■ The task ■
From the entries below, return only the lines starting at the one that contains "repository 58e64c7885bad016" and ending at the one that contains "associated iterator so", exactly as they stand.

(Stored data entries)
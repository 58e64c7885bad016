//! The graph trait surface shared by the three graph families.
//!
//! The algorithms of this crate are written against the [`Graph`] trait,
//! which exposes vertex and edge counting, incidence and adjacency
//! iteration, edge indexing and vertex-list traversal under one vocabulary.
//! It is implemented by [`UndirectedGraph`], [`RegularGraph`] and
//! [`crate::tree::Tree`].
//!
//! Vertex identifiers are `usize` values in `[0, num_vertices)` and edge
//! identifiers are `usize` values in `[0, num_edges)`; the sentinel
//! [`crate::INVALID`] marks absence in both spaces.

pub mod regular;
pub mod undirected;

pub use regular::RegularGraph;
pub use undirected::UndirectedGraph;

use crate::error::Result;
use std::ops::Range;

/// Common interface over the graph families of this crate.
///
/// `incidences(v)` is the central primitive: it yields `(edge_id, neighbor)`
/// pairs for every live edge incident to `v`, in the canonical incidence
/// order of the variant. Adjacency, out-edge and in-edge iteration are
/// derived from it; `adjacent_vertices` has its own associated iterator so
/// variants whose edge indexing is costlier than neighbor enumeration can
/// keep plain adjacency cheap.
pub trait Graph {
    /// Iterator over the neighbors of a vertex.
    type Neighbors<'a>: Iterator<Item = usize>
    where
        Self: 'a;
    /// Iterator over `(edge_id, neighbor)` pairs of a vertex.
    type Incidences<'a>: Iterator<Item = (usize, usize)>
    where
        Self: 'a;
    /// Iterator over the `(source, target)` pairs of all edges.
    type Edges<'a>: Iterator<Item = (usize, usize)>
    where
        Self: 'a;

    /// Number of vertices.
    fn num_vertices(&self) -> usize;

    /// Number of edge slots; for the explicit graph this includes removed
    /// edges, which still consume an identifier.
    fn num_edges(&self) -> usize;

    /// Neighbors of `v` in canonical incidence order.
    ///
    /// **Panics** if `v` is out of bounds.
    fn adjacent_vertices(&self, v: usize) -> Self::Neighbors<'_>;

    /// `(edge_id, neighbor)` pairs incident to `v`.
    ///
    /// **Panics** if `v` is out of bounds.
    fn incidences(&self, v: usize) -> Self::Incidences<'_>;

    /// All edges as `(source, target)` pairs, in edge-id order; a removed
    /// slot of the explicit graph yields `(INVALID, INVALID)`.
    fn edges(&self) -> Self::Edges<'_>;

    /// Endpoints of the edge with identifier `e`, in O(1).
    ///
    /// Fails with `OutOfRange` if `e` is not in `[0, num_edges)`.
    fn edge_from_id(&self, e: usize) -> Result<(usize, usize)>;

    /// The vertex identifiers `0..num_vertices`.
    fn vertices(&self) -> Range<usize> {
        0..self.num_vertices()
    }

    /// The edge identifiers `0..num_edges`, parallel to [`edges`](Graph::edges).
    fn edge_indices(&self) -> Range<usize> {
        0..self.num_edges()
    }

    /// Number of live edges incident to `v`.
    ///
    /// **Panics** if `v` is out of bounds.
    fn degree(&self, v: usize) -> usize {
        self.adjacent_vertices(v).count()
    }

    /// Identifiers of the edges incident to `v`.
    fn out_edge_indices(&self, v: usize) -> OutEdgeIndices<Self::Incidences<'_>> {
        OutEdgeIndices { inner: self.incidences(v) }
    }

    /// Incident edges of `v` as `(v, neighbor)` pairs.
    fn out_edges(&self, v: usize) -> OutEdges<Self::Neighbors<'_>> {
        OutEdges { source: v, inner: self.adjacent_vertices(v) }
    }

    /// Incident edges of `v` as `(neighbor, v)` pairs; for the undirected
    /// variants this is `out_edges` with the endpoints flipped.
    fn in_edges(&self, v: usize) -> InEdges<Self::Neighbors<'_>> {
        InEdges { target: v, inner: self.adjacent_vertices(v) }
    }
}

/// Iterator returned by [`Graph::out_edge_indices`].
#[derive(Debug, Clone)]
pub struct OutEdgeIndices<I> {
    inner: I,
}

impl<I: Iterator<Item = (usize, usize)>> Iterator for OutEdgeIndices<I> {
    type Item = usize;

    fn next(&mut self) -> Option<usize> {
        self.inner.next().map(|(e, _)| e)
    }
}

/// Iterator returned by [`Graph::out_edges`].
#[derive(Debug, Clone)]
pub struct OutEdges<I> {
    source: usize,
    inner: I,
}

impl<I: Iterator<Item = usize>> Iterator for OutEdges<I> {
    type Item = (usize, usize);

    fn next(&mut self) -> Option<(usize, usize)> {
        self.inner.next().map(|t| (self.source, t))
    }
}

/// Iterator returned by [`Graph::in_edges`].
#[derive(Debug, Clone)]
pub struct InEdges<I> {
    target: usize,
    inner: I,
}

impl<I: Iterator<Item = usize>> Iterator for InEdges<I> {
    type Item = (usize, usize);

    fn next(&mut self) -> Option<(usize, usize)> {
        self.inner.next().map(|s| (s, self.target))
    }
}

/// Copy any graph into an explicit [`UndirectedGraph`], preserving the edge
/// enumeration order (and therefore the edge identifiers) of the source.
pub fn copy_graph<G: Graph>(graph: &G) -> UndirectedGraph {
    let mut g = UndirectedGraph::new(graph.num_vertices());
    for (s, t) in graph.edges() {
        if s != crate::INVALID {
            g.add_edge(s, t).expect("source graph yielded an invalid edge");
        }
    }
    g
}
--
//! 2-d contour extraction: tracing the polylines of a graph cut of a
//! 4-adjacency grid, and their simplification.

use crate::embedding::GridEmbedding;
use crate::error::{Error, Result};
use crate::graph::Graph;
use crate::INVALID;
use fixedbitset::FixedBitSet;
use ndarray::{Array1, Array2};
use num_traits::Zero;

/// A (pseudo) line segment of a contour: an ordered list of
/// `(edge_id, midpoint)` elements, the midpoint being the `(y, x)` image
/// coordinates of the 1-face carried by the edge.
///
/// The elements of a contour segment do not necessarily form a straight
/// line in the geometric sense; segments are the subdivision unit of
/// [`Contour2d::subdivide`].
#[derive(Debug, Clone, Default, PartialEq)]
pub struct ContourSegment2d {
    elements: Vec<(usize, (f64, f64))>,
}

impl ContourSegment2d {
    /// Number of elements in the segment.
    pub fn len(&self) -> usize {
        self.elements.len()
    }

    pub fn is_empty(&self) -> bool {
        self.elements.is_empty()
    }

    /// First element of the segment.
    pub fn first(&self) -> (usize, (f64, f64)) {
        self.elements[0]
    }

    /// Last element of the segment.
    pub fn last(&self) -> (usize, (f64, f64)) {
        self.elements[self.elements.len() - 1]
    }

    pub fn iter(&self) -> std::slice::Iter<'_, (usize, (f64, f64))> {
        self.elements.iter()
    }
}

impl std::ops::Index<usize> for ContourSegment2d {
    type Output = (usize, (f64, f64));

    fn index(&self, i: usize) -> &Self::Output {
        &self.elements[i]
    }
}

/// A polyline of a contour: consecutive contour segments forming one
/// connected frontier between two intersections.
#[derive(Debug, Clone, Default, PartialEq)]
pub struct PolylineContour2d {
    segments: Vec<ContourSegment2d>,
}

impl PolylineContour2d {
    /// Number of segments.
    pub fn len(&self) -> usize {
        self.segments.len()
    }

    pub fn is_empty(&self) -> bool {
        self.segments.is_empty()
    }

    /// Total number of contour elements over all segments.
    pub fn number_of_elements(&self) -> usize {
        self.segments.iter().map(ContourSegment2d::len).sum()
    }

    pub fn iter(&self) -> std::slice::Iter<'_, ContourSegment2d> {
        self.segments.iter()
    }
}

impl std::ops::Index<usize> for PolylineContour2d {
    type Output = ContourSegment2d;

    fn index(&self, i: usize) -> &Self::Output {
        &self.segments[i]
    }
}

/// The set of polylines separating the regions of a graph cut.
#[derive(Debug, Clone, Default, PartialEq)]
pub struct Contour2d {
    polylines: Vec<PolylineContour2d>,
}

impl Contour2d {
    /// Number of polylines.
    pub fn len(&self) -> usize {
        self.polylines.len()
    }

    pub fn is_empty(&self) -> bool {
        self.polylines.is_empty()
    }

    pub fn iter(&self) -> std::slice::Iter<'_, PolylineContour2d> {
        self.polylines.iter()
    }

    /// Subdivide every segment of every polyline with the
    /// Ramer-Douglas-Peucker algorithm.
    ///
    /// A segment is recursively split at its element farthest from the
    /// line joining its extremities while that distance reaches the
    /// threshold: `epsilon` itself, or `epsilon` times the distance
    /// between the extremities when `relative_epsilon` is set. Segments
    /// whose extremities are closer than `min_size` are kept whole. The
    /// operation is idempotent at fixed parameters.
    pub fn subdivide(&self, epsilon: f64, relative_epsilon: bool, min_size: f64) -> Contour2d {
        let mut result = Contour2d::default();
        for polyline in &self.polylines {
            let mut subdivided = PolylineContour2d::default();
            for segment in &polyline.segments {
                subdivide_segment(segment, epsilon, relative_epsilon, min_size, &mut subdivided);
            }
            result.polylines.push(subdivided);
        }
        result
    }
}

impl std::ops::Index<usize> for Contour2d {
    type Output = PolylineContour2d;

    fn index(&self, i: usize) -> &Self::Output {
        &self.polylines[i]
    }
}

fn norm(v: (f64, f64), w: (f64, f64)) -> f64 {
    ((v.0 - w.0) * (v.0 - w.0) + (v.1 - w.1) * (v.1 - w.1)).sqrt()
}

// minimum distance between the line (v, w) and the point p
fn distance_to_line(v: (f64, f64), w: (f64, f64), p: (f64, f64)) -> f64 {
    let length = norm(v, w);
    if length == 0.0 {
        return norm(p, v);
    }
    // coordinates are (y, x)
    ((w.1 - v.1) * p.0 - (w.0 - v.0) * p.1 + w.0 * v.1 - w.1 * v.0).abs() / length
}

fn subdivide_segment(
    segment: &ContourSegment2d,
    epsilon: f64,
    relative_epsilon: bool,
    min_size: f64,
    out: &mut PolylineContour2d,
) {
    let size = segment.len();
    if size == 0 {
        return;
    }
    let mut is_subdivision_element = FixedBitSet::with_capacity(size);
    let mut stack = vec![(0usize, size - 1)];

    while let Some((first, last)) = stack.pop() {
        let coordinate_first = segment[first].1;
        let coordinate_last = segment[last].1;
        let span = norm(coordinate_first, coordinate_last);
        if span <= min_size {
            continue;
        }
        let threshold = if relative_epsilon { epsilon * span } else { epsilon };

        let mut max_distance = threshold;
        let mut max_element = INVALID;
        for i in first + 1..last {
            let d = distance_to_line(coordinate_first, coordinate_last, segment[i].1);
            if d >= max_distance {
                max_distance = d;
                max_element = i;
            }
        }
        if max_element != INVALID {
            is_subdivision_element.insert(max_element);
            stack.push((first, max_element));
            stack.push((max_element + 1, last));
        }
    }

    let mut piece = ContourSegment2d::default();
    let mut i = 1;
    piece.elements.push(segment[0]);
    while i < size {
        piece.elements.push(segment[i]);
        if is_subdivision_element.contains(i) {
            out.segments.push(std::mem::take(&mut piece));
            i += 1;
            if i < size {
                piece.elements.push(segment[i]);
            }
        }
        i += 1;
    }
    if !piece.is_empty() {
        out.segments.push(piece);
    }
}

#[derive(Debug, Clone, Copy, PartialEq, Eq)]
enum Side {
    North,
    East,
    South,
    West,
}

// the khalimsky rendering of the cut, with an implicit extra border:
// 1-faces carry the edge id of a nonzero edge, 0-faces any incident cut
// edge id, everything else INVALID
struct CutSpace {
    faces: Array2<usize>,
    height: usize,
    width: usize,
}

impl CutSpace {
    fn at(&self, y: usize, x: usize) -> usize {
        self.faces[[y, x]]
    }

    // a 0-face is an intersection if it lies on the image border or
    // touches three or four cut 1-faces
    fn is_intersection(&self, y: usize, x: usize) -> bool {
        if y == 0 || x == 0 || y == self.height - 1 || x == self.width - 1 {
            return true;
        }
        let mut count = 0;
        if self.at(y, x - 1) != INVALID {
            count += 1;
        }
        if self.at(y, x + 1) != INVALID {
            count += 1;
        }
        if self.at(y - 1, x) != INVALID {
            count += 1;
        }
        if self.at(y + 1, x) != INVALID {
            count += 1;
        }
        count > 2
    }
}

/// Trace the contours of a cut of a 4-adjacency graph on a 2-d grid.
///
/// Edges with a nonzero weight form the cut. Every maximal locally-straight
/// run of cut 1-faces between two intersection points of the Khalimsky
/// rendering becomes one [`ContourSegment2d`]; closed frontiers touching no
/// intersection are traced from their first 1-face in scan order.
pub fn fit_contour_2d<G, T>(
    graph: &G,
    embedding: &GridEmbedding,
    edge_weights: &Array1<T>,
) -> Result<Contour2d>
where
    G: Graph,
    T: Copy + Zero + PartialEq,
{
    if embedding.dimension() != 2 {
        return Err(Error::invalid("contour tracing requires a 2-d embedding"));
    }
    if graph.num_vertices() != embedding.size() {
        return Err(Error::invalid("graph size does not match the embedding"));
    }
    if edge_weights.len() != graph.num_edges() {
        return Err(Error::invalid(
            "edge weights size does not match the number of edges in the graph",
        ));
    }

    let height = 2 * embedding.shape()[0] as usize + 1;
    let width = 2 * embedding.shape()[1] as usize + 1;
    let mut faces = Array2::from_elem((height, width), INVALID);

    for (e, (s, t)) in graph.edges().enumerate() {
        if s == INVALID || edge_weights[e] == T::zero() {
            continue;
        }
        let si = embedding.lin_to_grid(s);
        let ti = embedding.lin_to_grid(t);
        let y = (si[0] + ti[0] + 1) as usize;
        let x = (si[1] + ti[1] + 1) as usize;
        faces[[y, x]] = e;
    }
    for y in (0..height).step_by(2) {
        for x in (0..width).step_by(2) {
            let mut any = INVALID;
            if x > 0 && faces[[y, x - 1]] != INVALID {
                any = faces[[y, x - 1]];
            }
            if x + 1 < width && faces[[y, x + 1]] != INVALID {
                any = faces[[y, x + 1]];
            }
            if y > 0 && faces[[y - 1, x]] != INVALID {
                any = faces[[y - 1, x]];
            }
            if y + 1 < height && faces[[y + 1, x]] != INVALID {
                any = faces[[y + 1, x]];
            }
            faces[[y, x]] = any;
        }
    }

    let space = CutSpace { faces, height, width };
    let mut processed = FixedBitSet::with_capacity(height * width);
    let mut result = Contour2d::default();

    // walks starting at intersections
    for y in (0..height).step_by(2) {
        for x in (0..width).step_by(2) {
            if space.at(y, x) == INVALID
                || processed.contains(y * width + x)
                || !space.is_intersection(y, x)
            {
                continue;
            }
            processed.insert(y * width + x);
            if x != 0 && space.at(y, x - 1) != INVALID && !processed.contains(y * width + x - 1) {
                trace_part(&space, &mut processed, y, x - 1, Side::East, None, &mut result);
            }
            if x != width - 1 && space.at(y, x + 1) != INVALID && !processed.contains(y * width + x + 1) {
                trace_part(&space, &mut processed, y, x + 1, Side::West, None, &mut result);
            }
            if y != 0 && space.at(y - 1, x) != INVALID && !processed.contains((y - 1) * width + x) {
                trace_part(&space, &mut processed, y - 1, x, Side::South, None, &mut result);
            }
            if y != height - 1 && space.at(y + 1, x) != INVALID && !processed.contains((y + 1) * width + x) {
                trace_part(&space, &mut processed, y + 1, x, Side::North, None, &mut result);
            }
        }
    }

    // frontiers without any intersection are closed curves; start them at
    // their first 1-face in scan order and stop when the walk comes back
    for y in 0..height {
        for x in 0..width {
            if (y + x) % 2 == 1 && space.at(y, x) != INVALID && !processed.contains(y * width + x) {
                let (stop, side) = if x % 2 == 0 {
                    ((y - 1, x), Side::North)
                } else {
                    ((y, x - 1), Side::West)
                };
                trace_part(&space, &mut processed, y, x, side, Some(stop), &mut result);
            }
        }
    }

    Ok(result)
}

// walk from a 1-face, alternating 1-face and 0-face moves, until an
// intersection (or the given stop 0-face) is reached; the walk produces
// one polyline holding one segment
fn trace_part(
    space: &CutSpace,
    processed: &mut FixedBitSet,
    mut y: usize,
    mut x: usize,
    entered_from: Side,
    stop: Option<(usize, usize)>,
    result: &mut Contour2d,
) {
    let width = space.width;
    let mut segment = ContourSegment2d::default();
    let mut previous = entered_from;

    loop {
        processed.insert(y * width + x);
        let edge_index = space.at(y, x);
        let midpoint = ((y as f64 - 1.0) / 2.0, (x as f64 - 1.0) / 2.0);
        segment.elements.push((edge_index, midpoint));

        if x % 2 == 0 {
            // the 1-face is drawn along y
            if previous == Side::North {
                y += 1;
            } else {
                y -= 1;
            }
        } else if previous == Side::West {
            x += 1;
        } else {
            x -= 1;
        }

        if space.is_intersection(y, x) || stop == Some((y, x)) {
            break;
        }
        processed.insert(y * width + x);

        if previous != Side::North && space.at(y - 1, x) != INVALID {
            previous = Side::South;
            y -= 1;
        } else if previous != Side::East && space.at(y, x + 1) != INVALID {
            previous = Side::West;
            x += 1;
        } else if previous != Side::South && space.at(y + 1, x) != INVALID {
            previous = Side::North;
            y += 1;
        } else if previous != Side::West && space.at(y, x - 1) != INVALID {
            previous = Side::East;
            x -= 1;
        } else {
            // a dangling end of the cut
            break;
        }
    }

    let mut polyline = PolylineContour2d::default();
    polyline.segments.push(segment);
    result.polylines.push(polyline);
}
...
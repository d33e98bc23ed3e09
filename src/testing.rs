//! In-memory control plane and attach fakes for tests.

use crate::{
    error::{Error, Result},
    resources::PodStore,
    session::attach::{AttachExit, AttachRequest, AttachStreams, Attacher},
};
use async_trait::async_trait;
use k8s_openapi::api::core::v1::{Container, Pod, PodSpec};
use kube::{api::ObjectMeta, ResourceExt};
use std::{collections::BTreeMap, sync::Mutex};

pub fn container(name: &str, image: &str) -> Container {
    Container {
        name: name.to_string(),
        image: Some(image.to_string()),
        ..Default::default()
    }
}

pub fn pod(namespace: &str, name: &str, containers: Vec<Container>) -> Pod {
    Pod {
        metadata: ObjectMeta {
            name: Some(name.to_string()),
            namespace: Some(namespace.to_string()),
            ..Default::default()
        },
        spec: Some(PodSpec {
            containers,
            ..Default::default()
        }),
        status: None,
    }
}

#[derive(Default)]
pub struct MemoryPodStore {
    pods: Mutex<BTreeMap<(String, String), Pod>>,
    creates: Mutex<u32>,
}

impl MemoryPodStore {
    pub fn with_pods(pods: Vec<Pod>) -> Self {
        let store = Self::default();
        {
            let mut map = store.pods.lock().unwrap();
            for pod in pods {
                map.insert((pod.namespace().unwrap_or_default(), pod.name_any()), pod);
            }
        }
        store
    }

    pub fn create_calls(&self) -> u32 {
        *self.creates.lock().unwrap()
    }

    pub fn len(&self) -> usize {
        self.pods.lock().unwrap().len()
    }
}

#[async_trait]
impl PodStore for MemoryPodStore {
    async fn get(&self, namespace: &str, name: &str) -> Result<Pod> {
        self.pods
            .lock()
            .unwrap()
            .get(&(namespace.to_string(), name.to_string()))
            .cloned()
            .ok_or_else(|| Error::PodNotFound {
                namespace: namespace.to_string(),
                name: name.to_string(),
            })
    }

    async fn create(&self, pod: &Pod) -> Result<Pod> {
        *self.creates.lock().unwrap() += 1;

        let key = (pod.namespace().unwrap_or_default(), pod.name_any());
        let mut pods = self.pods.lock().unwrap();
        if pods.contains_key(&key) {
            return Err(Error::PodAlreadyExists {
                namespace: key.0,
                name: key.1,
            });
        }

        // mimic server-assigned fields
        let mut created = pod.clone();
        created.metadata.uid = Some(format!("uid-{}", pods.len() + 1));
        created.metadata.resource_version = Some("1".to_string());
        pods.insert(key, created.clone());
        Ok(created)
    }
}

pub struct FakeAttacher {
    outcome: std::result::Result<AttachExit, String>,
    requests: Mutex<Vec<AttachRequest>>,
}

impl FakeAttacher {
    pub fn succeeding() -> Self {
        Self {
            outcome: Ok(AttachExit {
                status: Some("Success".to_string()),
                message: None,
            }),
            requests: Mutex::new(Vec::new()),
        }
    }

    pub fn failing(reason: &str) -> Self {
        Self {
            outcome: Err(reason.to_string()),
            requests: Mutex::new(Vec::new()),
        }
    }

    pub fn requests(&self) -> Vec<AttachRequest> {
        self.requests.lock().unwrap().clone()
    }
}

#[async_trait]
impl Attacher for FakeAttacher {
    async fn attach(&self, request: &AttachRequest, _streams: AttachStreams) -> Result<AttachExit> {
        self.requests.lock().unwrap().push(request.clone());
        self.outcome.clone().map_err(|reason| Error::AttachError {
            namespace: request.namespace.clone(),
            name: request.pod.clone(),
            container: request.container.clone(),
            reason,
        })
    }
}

■ Finished exercise ■
repository 58e64c7885bad016
//! The graph trait surface shared by the three graph families.
//!
//! The algorithms of this crate are written against the [`Graph`] trait,
//! which exposes vertex and edge counting, incidence and adjacency
//! iteration, edge indexing and vertex-list traversal under one vocabulary.
//! It is implemented by [`UndirectedGraph`], [`RegularGraph`] and
//! [`crate::tree::Tree`].
//!
//! Vertex identifiers are `usize` values in `[0, num_vertices)` and edge
//! identifiers are `usize` values in `[0, num_edges)`; the sentinel
//! [`crate::INVALID`] marks absence in both spaces.

pub mod regular;
pub mod undirected;

pub use regular::RegularGraph;
pub use undirected::UndirectedGraph;

use crate::error::Result;
use std::ops::Range;

/// Common interface over the graph families of this crate.
///
/// `incidences(v)` is the central primitive: it yields `(edge_id, neighbor)`
/// pairs for every live edge incident to `v`, in the canonical incidence
/// order of the variant. Adjacency, out-edge and in-edge iteration are
/// derived from it; `adjacent_vertices` has its own associated iterator so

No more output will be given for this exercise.